Elementos técnicos de estiloPor Robert Louis Stevenson

 

La elección de las palabras

 

La literatura destaca de entre sus artes hermanas porque el material con el que el artista trabaja es el dialecto de la vida. De aquí deriva, por un lado, la extraña frescura e inmediatez con la que se dirige a la mente del público, que se halla dispuesto y preparado para entenderlo; pero, por otro lado, también una singular limitación. Las artes hermanas se benefician del uso de un material plástico y dúctil, como la arcilla del modelador: sólo la literatura se ve condenada a trabajar en mosaico con palabras finitas y bastante rígidas.
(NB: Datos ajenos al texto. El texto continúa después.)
impl<'r> Migrator<'r> {
    /// A migrator recording into the default `migrations` table.
    pub fn new(resolver: &'r dyn ConnectionResolver) -> Self {
        Self::with_table(resolver, DEFAULT_TABLE)
    }

    /// A migrator recording into `table`.
    pub fn with_table(resolver: &'r dyn ConnectionResolver, table: impl Into<String>) -> Self {
        Self {
            resolver,
            repository: MigrationRepository::new(resolver, table),
            migrations: Vec::new(),
        }
    }

    /// A migrator using the `[migrations]` configuration section.
    pub fn from_config(resolver: &'r dyn ConnectionResolver, config: &MigrationsConfig) -> Self {
        Self::with_table(resolver, config.table.as_str())
    }

    /// The migration repository.
    pub fn repository(&self) -> &MigrationRepository<'r> {
        &self.repository
    }

    /// Mutable access to the repository, e.g. to change its connection.
    pub fn repository_mut(&mut self) -> &mut MigrationRepository<'r> {
        &mut self.repository
    }

    /// Register a migration. Migrations are kept sorted by name.
    pub fn add(&mut self, migration: impl Migration + 'static) -> MigrateResult<&mut Self> {
        self.add_boxed(Box::new(migration))
    }

    /// Register an already boxed migration.
    pub fn add_boxed(&mut self, migration: Box<dyn Migration>) -> MigrateResult<&mut Self> {
        let position = self
            .migrations
            .binary_search_by(|m| m.name().cmp(migration.name()));
        match position {
            Ok(_) => Err(MigrationError::DuplicateName(migration.name().to_string())),
            Err(index) => {
                self.migrations.insert(index, migration);
                Ok(self)
            }
        }
    }

    /// Registered migration names, in run order.
    pub fn names(&self) -> Vec<&str> {
        self.migrations.iter().map(|m| m.name()).collect()
    }

    fn find(&self, name: &str) -> Option<&dyn Migration> {
        self.migrations
            .binary_search_by(|m| m.name().cmp(name))
            .ok()
            .map(|index| self.migrations[index].as_ref())
    }

    /// The registered migration named `name`.
    pub fn get(&self, name: &str) -> MigrateResult<&dyn Migration> {
        self.find(name)
            .ok_or_else(|| MigrationError::NotFound(name.to_string()))
    }

    /// Create the repository table if it does not exist yet.
    pub fn prepare(&self) -> MigrateResult<()> {
        if !self.repository.repository_exists()? {
            self.repository.create_repository()?;
        }
        Ok(())
    }

    fn require_repository(&self) -> MigrateResult<()> {
        if self.repository.repository_exists()? {
            Ok(())
        } else {
            Err(MigrationError::RepositoryMissing(self.repository.table_name().to_string()))
        }
    }

    /// Registered migrations not yet recorded, in name order.
    pub fn pending(&self) -> MigrateResult<Vec<&str>> {
        let ran: HashSet<String> = if self.repository.repository_exists()? {
            self.repository.get_ran()?.into_iter().collect()
        } else {
            HashSet::new()
        };
        Ok(self
            .migrations
            .iter()
            .map(|m| m.name())
            .filter(|name| !ran.contains(*name))
            .collect())
    }

    /// Apply every pending migration under the next batch number.
    ///
    /// A failing migration stops the run; migrations applied before it in
    /// the same run stay recorded.
    #[instrument(skip(self), fields(table = %self.repository.table_name()))]
    pub fn run(&self, options: RunOptions) -> MigrateResult<RunReport> {
        let started = Instant::now();
        if !options.pretend {
            self.prepare()?;
        }

        let pending = self.pending()?;
        let mut report = RunReport::default();
        if pending.is_empty() {
            info!("nothing to migrate");
            return Ok(report);
        }

        let mut batch = if self.repository.repository_exists()? {
            self.repository.get_next_batch_number()?
        } else {
            1
        };

        for name in pending {
            let migration = self.get(name)?;
            if options.pretend {
                report.pretended.push(self.pretend(migration, Direction::Up)?);
                continue;
            }
            self.run_migration(migration, Direction::Up, &|| self.repository.log(name, batch))?;
            info!(migration = name, batch, "migrated");
            report.migrations.push(name.to_string());
            if !report.batches.contains(&batch) {
                report.batches.push(batch);
            }
            if options.step {
                batch += 1;
            }
        }

        report.duration_ms = started.elapsed().as_millis() as u64;
        Ok(report)
    }

    /// Revert the latest batch, or the `steps` most recent migrations.
    #[instrument(skip(self), fields(table = %self.repository.table_name()))]
    pub fn rollback(&self, options: RollbackOptions) -> MigrateResult<RunReport> {
        self.require_repository()?;
        let records = match options.steps {
            Some(steps) => self.repository.get_migrations(steps)?,
            None => self.repository.get_last()?,
        };
        if records.is_empty() {
            info!("nothing to roll back");
            return Ok(RunReport::default());
        }
        self.rollback_records(records, options.pretend)
    }

    /// Revert every applied migration, newest first.
    #[instrument(skip(self), fields(table = %self.repository.table_name()))]
    pub fn reset(&self, pretend: bool) -> MigrateResult<RunReport> {
        self.require_repository()?;
        let records = self.repository.get_all_descending()?;
        if records.is_empty() {
            info!("nothing to roll back");
            return Ok(RunReport::default());
        }
        self.rollback_records(records, pretend)
    }

    /// Reset, then run every migration again.
    #[instrument(skip(self), fields(table = %self.repository.table_name()))]
    pub fn refresh(&self, options: RunOptions) -> MigrateResult<RunReport> {
        let mut report = if self.repository.repository_exists()? {
            self.reset(false)?
        } else {
            RunReport::default()
        };
        report.merge(self.run(options)?);
        Ok(report)
    }

    /// Drop every table on the default connection, then run every migration.
    ///
    /// `down()` is never called.
    #[instrument(skip(self), fields(table = %self.repository.table_name()))]
    pub fn fresh(&self, options: RunOptions) -> MigrateResult<RunReport> {
        let connection = self.resolver.connection(None)?;
        connection.schema_builder().drop_all_tables()?;
        info!(connection = %connection.name(), "dropped all tables");
        self.run(options)
    }

    /// Every registered and every recorded migration with its state.
    ///
    /// Registered migrations come first in name order, followed by recorded
    /// migrations that are no longer registered.
    pub fn status(&self) -> MigrateResult<Vec<MigrationStatus>> {
        self.require_repository()?;
        let mut batches = self.repository.get_migration_batches()?;
        let mut rows: Vec<MigrationStatus> = self
            .migrations
            .iter()
            .map(|m| {
                let batch = batches.shift_remove(m.name());
                MigrationStatus {
                    migration: m.name().to_string(),
                    batch,
                    state: if batch.is_some() {
                        MigrationState::Ran
                    } else {
                        MigrationState::Pending
                    },
                }
            })
            .collect();
        rows.extend(batches.into_iter().map(|(migration, batch)| MigrationStatus {
            migration,
            batch: Some(batch),
            state: MigrationState::Missing,
        }));
        Ok(rows)
    }

    fn rollback_records(&self, records: Vec<MigrationRecord>, pretend: bool) -> MigrateResult<RunReport> {
        let started = Instant::now();
        let mut report = RunReport::default();

        for record in records {
            let Some(migration) = self.find(&record.migration) else {
                warn!(migration = %record.migration, "migration not found, record kept");
                report.missing.push(record.migration);
                continue;
            };
            if pretend {
                report.pretended.push(self.pretend(migration, Direction::Down)?);
                continue;
            }
            self.run_migration(migration, Direction::Down, &|| self.repository.delete(&record.migration))?;
            info!(migration = %record.migration, batch = record.batch, "rolled back");
            if !report.batches.contains(&record.batch) {
                report.batches.push(record.batch);
            }
            report.migrations.push(record.migration);
        }

        report.duration_ms = started.elapsed().as_millis() as u64;
        Ok(report)
    }

    /// Apply `migration` and then `record` it in the repository.
    ///
    /// When the migration is transactional and the repository lives on the
    /// same connection, the record is written inside that transaction so the
    /// schema change and its bookkeeping commit or roll back together.
    fn run_migration(
        &self,
        migration: &dyn Migration,
        direction: Direction,
        record: &dyn Fn() -> QueryResult<()>,
    ) -> MigrateResult<()> {
        let connection = self.resolver.connection(migration.connection())?;
        let schema = SchemaBuilder::new(connection);
        let apply = || match direction {
            Direction::Up => migration.up(&schema),
            Direction::Down => migration.down(&schema),
        };

        if migration.within_transaction() && std::ptr::eq(connection, self.repository.connection()?) {
            return connection
                .transaction(|_| {
                    apply()?;
                    record()
                })
                .map_err(|source| MigrationError::failed(migration.name(), direction, source));
        }

        let result = if migration.within_transaction() {
            connection.transaction(|_| apply())
        } else {
            apply()
        };
        result.map_err(|source| MigrationError::failed(migration.name(), direction, source))?;
        record()?;
        Ok(())
    }

    fn pretend(&self, migration: &dyn Migration, direction: Direction) -> MigrateResult<PretendedMigration> {
        let connection = self.resolver.connection(migration.connection())?;
        let schema = SchemaBuilder::pretending(connection);
        let result = match direction {
            Direction::Up => migration.up(&schema),
            Direction::Down => migration.down(&schema),
        };
        result.map_err(|source| MigrationError::failed(migration.name(), direction, source))?;

        Ok(PretendedMigration {
            migration: migration.name().to_string(),
            statements: schema.take_pretended(),
        })
    }
}
//! # quarry-query
//!
//! Query builder, SQL grammar, connections and schema builder for Quarry.
//!
//! This crate is the lower half of the data-access layer:
//! - A fluent [`QueryBuilder`] that accumulates a [`Query`] value
//! - A [`Grammar`](grammar::Grammar) that compiles queries to parameterized SQL
//! - [`Connection`]s running SQL through a pluggable [`Driver`]
//! - A [`DatabaseManager`] resolving named connections from configuration
//! - A [`SchemaBuilder`] and [`Blueprint`] for DDL
//!
//! ## Building Queries
//!
//! ```rust
//! use quarry_query::connection::{testing::RecordingDriver, Connection};
//! use quarry_query::SortOrder;
//!
//! let conn = Connection::new("test", RecordingDriver::new());
//!
//! let query = conn
//!     .table("users")
//!     .select(["id", "email"])
//!     .where_eq("active", true)
//!     .where_in("role", ["admin", "editor"])
//!     .order_by("created_at", SortOrder::Desc)
//!     .limit(10);
//!
//! assert_eq!(
//!     query.to_sql().unwrap(),
//!     r#"SELECT "id", "email" FROM "users" WHERE "active" = ? AND "role" IN (?, ?) ORDER BY "created_at" DESC LIMIT 10"#
//! );
//! assert_eq!(query.get_bindings().len(), 3);
//! ```
//!
//! ## Nested Predicates
//!
//! ```rust
//! use quarry_query::connection::{testing::RecordingDriver, Connection};
//!
//! let conn = Connection::new("test", RecordingDriver::new());
//!
//! let sql = conn
//!     .table("posts")
//!     .where_eq("published", true)
//!     .where_nested(|q| q.where_eq("author_id", 1).or_where_eq("editor_id", 1))
//!     .to_sql()
//!     .unwrap();
//!
//! assert_eq!(
//!     sql,
//!     r#"SELECT * FROM "posts" WHERE "published" = ? AND ("author_id" = ? OR "editor_id" = ?)"#
//! );
//! ```
//!
//! ## Schema
//!
//! ```rust
//! use quarry_query::schema::{Blueprint, SqliteSchemaGrammar};
//!
//! let mut table = Blueprint::create("tags");
//! table.increments("id");
//! table.string("name").unique();
//!
//! let statements = table.to_sql(&SqliteSchemaGrammar::new()).unwrap();
//! assert_eq!(statements.len(), 1);
//! ```

pub mod ast;
pub mod builder;
pub mod config;
pub mod connection;
pub mod error;
pub mod expression;
pub mod grammar;
pub mod logging;
pub mod pagination;
pub mod processor;
pub mod schema;
pub mod types;
pub mod value;

pub use ast::{Assignment, Assignments, BindingKind, Bindings, Join, JoinCondition, Query, Where};
pub use builder::QueryBuilder;
pub use config::{ConnectionConfig, DatabaseConfig, MigrationsConfig};
pub use connection::{
    Connection, ConnectionResolver, Connector, DatabaseManager, Driver, ExecuteResult, LoggedQuery,
};
pub use error::{DriverError, ErrorCode, ErrorContext, QueryError, QueryResult};
pub use expression::{Expression, raw};
pub use pagination::{Pagination, Paginator, SimplePaginator};
pub use schema::{Blueprint, SchemaBuilder};
pub use types::{AggregateFunction, Boolean, JoinType, SortOrder};
pub use value::{KeyValue, Row, Value};

// Re-export smallvec for downstream crates.
pub use smallvec;

/// Prelude for convenient imports.
pub mod prelude {
    pub use crate::builder::QueryBuilder;
    pub use crate::connection::{Connection, ConnectionResolver, DatabaseManager, Driver};
    pub use crate::error::{ErrorCode, QueryError, QueryResult};
    pub use crate::expression::{Expression, raw};
    pub use crate::pagination::{Paginator, SimplePaginator};
    pub use crate::row;
    pub use crate::schema::{Blueprint, SchemaBuilder};
    pub use crate::types::SortOrder;
    pub use crate::value::{Row, Value};
}
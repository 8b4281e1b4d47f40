//! SQLite dialect.

use super::Grammar;
use crate::ast::{Assignments, Query};
use crate::error::{QueryError, QueryResult};
use crate::value::Value;

const OPERATORS: &[&str] = &[
    "=", "<", ">", "<=", ">=", "<>", "!=", "like", "not like", "glob", "not glob", "ilike",
    "is", "is not", "&", "|", "<<", ">>",
];

/// Grammar for SQLite: double-quoted identifiers, `?` placeholders.
#[derive(Debug, Clone, Copy, Default)]
pub struct SqliteGrammar;

impl SqliteGrammar {
    /// Create the grammar.
    pub fn new() -> Self {
        Self
    }
}

impl Grammar for SqliteGrammar {
    fn name(&self) -> &'static str {
        "sqlite"
    }

    fn operators(&self) -> &[&'static str] {
        OPERATORS
    }

    fn wrap_value(&self, segment: &str) -> String {
        if segment == "*" {
            return segment.to_string();
        }
        format!("\"{}\"", segment.replace('"', "\"\""))
    }

    // SQLite rejects OFFSET without LIMIT.
    fn compile_limit(&self, query: &Query) -> String {
        match (query.limit, query.offset) {
            (Some(limit), _) => format!("LIMIT {}", limit),
            (None, Some(_)) => "LIMIT -1".to_string(),
            (None, None) => String::new(),
        }
    }

    fn compile_update(&self, query: &Query, values: &Assignments) -> QueryResult<String> {
        if !query.joins.is_empty() {
            return Err(QueryError::unsupported(
                "UPDATE with joins is not supported by the SQLite grammar",
            ));
        }
        self.validate(query)?;
        if values.is_empty() {
            return Err(QueryError::invalid_query("UPDATE requires at least one column"));
        }
        let table = query
            .table_name()
            .ok_or_else(|| QueryError::invalid_query("UPDATE requires a plain table source"))?;

        let sets: Vec<String> = values
            .iter()
            .map(|(column, assignment)| match assignment {
                crate::ast::Assignment::Value(_) => format!("{} = ?", self.wrap(column)),
                crate::ast::Assignment::Raw(expr) => format!("{} = {}", self.wrap(column), expr.sql()),
            })
            .collect();

        let wheres = self.compile_wheres(query);
        let mut sql = format!("UPDATE {} SET {}", self.wrap_table(table), sets.join(", "));
        if !wheres.is_empty() {
            sql.push(' ');
            sql.push_str(&wheres);
        }
        Ok(sql)
    }

    fn compile_truncate(&self, query: &Query) -> QueryResult<Vec<(String, Vec<Value>)>> {
        let table = query
            .table_name()
            .ok_or_else(|| QueryError::invalid_query("TRUNCATE requires a plain table source"))?;
        Ok(vec![
            (
                "DELETE FROM sqlite_sequence WHERE name = ?".to_string(),
                vec![Value::from(table)],
            ),
            (format!("DELETE FROM {}", self.wrap_table(table)), Vec::new()),
        ])
    }
}
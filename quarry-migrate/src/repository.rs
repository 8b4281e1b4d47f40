//! The table recording which migrations have run.

use indexmap::IndexMap;
use quarry_query::{
    Connection, ConnectionResolver, QueryBuilder, QueryError, QueryResult, Row, SchemaBuilder,
    SortOrder, Value, row,
};
use serde::{Deserialize, Serialize};
use tracing::debug;

/// Default repository table name.
pub const DEFAULT_TABLE: &str = "migrations";

/// One applied migration.
#[derive(Debug, Clone, PartialEq, Eq, Serialize, Deserialize)]
pub struct MigrationRecord {
    /// Migration name.
    pub migration: String,
    /// Batch the migration was applied in.
    pub batch: i64,
}

impl MigrationRecord {
    fn from_row(row: &Row) -> QueryResult<Self> {
        let migration = row
            .get("migration")
            .and_then(Value::as_str)
            .ok_or_else(|| QueryError::serialization("migration record without a name"))?;
        let batch = row
            .get("batch")
            .and_then(Value::as_i64)
            .ok_or_else(|| QueryError::serialization("migration record without a batch"))?;
        Ok(Self {
            migration: migration.to_string(),
            batch,
        })
    }
}

/// Reads and writes migration records.
///
/// Records live in a plain table (`id`, `migration`, `batch`) on the
/// repository's connection, which need not be the one a migration targets.
pub struct MigrationRepository<'r> {
    resolver: &'r dyn ConnectionResolver,
    table: String,
    connection: Option<String>,
}

impl std::fmt::Debug for MigrationRepository<'_> {
    fn fmt(&self, f: &mut std::fmt::Formatter<'_>) -> std::fmt::Result {
        f.debug_struct("MigrationRepository")
            .field("table", &self.table)
            .field("connection", &self.connection)
            .finish()
    }
}

impl<'r> MigrationRepository<'r> {
    /// A repository in `table` on the default connection.
    pub fn new(resolver: &'r dyn ConnectionResolver, table: impl Into<String>) -> Self {
        Self {
            resolver,
            table: table.into(),
            connection: None,
        }
    }

    /// Store records on the named connection.
    pub fn set_source(&mut self, name: Option<&str>) {
        self.connection = name.map(str::to_string);
    }

    /// The repository table name.
    pub fn table_name(&self) -> &str {
        &self.table
    }

    /// The connection records are stored on.
    pub fn connection(&self) -> QueryResult<&'r Connection> {
        self.resolver.connection(self.connection.as_deref())
    }

    fn table(&self) -> QueryResult<QueryBuilder<'r>> {
        Ok(self.connection()?.table(self.table.as_str()))
    }

    fn records(&self, query: QueryBuilder<'_>) -> QueryResult<Vec<MigrationRecord>> {
        query.get()?.iter().map(MigrationRecord::from_row).collect()
    }

    /// Names of applied migrations, by batch then name.
    pub fn get_ran(&self) -> QueryResult<Vec<String>> {
        let records = self.records(
            self.table()?
                .order_by("batch", SortOrder::Asc)
                .order_by("migration", SortOrder::Asc),
        )?;
        Ok(records.into_iter().map(|r| r.migration).collect())
    }

    /// The most recent `steps` records, newest first.
    pub fn get_migrations(&self, steps: usize) -> QueryResult<Vec<MigrationRecord>> {
        self.records(
            self.table()?
                .order_by("batch", SortOrder::Desc)
                .order_by("migration", SortOrder::Desc)
                .limit(steps as u64),
        )
    }

    /// Every record, newest first.
    pub fn get_all_descending(&self) -> QueryResult<Vec<MigrationRecord>> {
        self.records(
            self.table()?
                .order_by("batch", SortOrder::Desc)
                .order_by("migration", SortOrder::Desc),
        )
    }

    /// Records of the latest batch, in reverse name order.
    pub fn get_last(&self) -> QueryResult<Vec<MigrationRecord>> {
        let batch = self.get_last_batch_number()?;
        self.records(
            self.table()?
                .where_eq("batch", batch)
                .order_by("migration", SortOrder::Desc),
        )
    }

    /// Batch number of every applied migration.
    pub fn get_migration_batches(&self) -> QueryResult<IndexMap<String, i64>> {
        let records = self.records(
            self.table()?
                .order_by("batch", SortOrder::Asc)
                .order_by("migration", SortOrder::Asc),
        )?;
        Ok(records.into_iter().map(|r| (r.migration, r.batch)).collect())
    }

    /// Highest batch number; `0` when nothing has run.
    pub fn get_last_batch_number(&self) -> QueryResult<i64> {
        Ok(self.table()?.max("batch")?.as_i64().unwrap_or(0))
    }

    /// Batch number the next run will use.
    pub fn get_next_batch_number(&self) -> QueryResult<i64> {
        Ok(self.get_last_batch_number()? + 1)
    }

    /// Record `migration` as applied in `batch`.
    pub fn log(&self, migration: &str, batch: i64) -> QueryResult<()> {
        debug!(migration, batch, "logging migration");
        self.table()?
            .insert([row! { "migration" => migration, "batch" => batch }])?;
        Ok(())
    }

    /// Remove the record of `migration`.
    pub fn delete(&self, migration: &str) -> QueryResult<()> {
        debug!(migration, "deleting migration record");
        self.table()?.where_eq("migration", migration).delete()?;
        Ok(())
    }

    /// Whether the repository table exists.
    pub fn repository_exists(&self) -> QueryResult<bool> {
        self.schema()?.has_table(&self.table)
    }

    /// Create the repository table.
    pub fn create_repository(&self) -> QueryResult<()> {
        debug!(table = %self.table, "creating migration repository");
        self.schema()?.create(self.table.as_str(), |table| {
            table.increments("id");
            table.string("migration").unique();
            table.integer("batch");
        })
    }

    /// Drop the repository table if it exists.
    pub fn delete_repository(&self) -> QueryResult<()> {
        self.schema()?.drop_if_exists(self.table.as_str())
    }

    fn schema(&self) -> QueryResult<SchemaBuilder<'r>> {
        Ok(self.connection()?.schema_builder())
    }
}

#[cfg(test)]
mod tests {
    use super::*;
    use pretty_assertions::assert_eq;
    use quarry_query::connection::testing::RecordingDriver;
    use quarry_sqlite::memory_connection;

    #[test]
    fn test_create_repository_sql() {
        let driver = RecordingDriver::new();
        let log = driver.log();
        let conn = Connection::new("test", driver);
        let repository = MigrationRepository::new(&conn, DEFAULT_TABLE);

        repository.create_repository().unwrap();
        assert_eq!(
            log.statements(),
            vec![
                r#"CREATE TABLE "migrations" ("id" INTEGER PRIMARY KEY AUTOINCREMENT NOT NULL, "migration" VARCHAR NOT NULL, "batch" INTEGER NOT NULL, UNIQUE ("migration"))"#
            ]
        );
    }

    #[test]
    fn test_get_ran_orders_by_batch_then_name() {
        let driver = RecordingDriver::new();
        let log = driver.log();
        let conn = Connection::new("test", driver);
        let repository = MigrationRepository::new(&conn, DEFAULT_TABLE);

        repository.get_ran().unwrap();
        assert_eq!(
            log.statements(),
            vec![r#"SELECT * FROM "migrations" ORDER BY "batch" ASC, "migration" ASC"#]
        );
    }

    #[test]
    fn test_records_round_trip() {
        let conn = memory_connection("test").unwrap();
        let repository = MigrationRepository::new(&conn, DEFAULT_TABLE);

        assert!(!repository.repository_exists().unwrap());
        repository.create_repository().unwrap();
        assert!(repository.repository_exists().unwrap());
        assert_eq!(repository.get_next_batch_number().unwrap(), 1);

        repository.log("b_posts", 1).unwrap();
        repository.log("a_users", 1).unwrap();
        repository.log("c_tags", 2).unwrap();

        assert_eq!(repository.get_ran().unwrap(), vec!["a_users", "b_posts", "c_tags"]);
        assert_eq!(repository.get_last_batch_number().unwrap(), 2);
        assert_eq!(
            repository.get_last().unwrap(),
            vec![MigrationRecord { migration: "c_tags".into(), batch: 2 }]
        );
        assert_eq!(
            repository
                .get_migrations(2)
                .unwrap()
                .into_iter()
                .map(|r| r.migration)
                .collect::<Vec<_>>(),
            vec!["c_tags", "b_posts"]
        );

        repository.delete("c_tags").unwrap();
        assert_eq!(repository.get_last_batch_number().unwrap(), 1);
        assert_eq!(repository.get_migration_batches().unwrap().get("a_users"), Some(&1));

        repository.delete_repository().unwrap();
        assert!(!repository.repository_exists().unwrap());
    }

    #[test]
    fn test_duplicate_name_rejected_by_unique_index() {
        let conn = memory_connection("test").unwrap();
        let repository = MigrationRepository::new(&conn, DEFAULT_TABLE);
        repository.create_repository().unwrap();

        repository.log("a_users", 1).unwrap();
        assert!(repository.log("a_users", 2).unwrap_err().is_execution());
    }
}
Todos hemos visto esos bloques de construcción, apreciados en la guardería: éste representa una columna, el otro un frontón, el tercero una ventana o una vasija. Es con bloques de tamaño y forma tan arbitrarios como éstos con los que el arquitecto literario se ve condenado a diseñar el palacio de su arte. Y esto no es todo, porque dado que tales bloques, o palabras, son la moneda corriente de nuestros asuntos diarios, no existe aquí la posibilidad de servirse de ninguna de las supresiones por medio de las cuales las otras artes obtienen alivio, continuidad y vigor: no hay toques jeroglíficos, ni suaves impastos, ni sombras inescrutables como la pintura: no hay paredes blancas como en la arquitectura: sino que cada palabra, frase, oración y párrafo deben moverse en una progresión lógica y expresar un significado claro y convencional.

 

Ahora bien, el primer mérito que atrae en las páginas de un buen escritor o en la charla de un conversador brillante es la acertada elección y confrontación de las palabras utilizadas. Es, ciertamente, un raro arte el tomar estos bloques, rudimentariamente concebidos para su uso en el mercado o en el bar, y, a base de aplicación, dotarlos de los más admirables significados y distinciones, devolverles su energía primordial, transferirlos ingeniosamente a otros propósitos o hacer de ellos un tambor que despierte las pasiones. Pero aunque este tipo de mérito sea sin duda el más notorio y evidente está lejos de hallarse presente por igual en todos los escritores.

 

[…]

 

El prestidigitador hace malabarismos con dos naranjas, y nuestro placer al contemplarlo deriva de esto: que nada se descuida o se sacrifica ni por un instante. Lo mismo ocurre con el escritor. Su designio, que estriba en agradar a un oído hipersensible, se rige siempre en primer lugar por las demandas de la lógica. Cualesquiera que sean las oscuridades y las complejidades del argumento, la pulcritud del tejido no debe sufrir por ello o el artista se mostrará incapaz de estar a la altura de su plan. Y, por otro lado, no debe elegirse la forma de las palabras, no debe atarse el nudo entre las frases a no ser que nudo y palabras sean precisamente los requeridos para impulsar e iluminar el argumento; porque equivocarse en esto es como estafar en el juego. El genio de la prosa rechaza el cheville (relleno) con énfasis no menor que las leyes del verso; y el cheville, quizá deba explicarlo a alguno de mis lectores, es cualquier frase sin sentido o falta de sustancia que se utiliza para enfatizar el equilibrio de sonidos. El diseño y el argumento viven el uno en el otro; y por la brevedad, claridad, encanto y énfasis del segundo es por lo que juzgamos la fuerza y aptitud del primero.